■ **WHAT IS REQUIRED**
Without skipping anything, print all of the data exactly.

==== RECORDS SHOWN ====

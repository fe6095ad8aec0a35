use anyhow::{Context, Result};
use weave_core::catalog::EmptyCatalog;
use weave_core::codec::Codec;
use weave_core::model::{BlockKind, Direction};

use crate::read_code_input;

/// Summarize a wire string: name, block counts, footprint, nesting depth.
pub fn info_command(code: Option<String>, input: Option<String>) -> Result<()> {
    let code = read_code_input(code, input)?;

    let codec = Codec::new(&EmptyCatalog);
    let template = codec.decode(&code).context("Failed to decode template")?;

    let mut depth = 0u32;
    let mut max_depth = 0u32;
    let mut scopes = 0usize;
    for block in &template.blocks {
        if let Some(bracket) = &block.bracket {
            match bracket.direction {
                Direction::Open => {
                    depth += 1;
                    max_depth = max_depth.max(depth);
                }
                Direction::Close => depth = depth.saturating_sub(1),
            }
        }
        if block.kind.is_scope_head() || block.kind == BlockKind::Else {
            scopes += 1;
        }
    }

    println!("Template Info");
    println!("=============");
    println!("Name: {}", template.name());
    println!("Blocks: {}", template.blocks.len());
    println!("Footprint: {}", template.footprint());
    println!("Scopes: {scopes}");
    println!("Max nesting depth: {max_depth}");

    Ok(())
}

====

■ **EXERCISE RESULT**
repository fe6095ad8aec0a35
use anyhow::{Context, Result};
use weave_core::catalog::EmptyCatalog;
use weave_core::codec::Codec;
use weave_core::model::{BlockKind, Direction};

use crate::read_code_input;

/// Summarize a wire string: name, block counts, footprint, nesting depth.
pub fn info_command(code: Option<String>, input: Option<String>) -> Result<()> {
    let code = read_code_input(code, input)?;

    let codec = Codec::new(&EmptyCatalog);
    let template = codec.decode(&code).context("Failed to decode template")?;

    let mut depth = 0u32;
    let mut max_depth = 0u32;
    let mut scopes = 0usize;
    for block in &template.blocks {
        if let Some(bracket) = &block.bracket {
            match bracket.direction {
                Direction::Open => {
                    depth += 1;
                    max_depth = max_depth.max(depth);
                }
                Direction::Close => depth = depth.saturating_sub(1),
            }
        }
        if block.kind.is_scope_head() || block.kind == BlockKind::Else {
            scopes += 1;
        }
    }

    println!("Template Info");
    println!("=============");
    println!("Name: {}", template.name());
    println!("Blocks: {}", template.blocks.len());
    println!("Footprint: {}", template.footprint());
    println!("Scopes: {scopes}");
    println!("Max nesting depth: {max_depth}");

    Ok(())
}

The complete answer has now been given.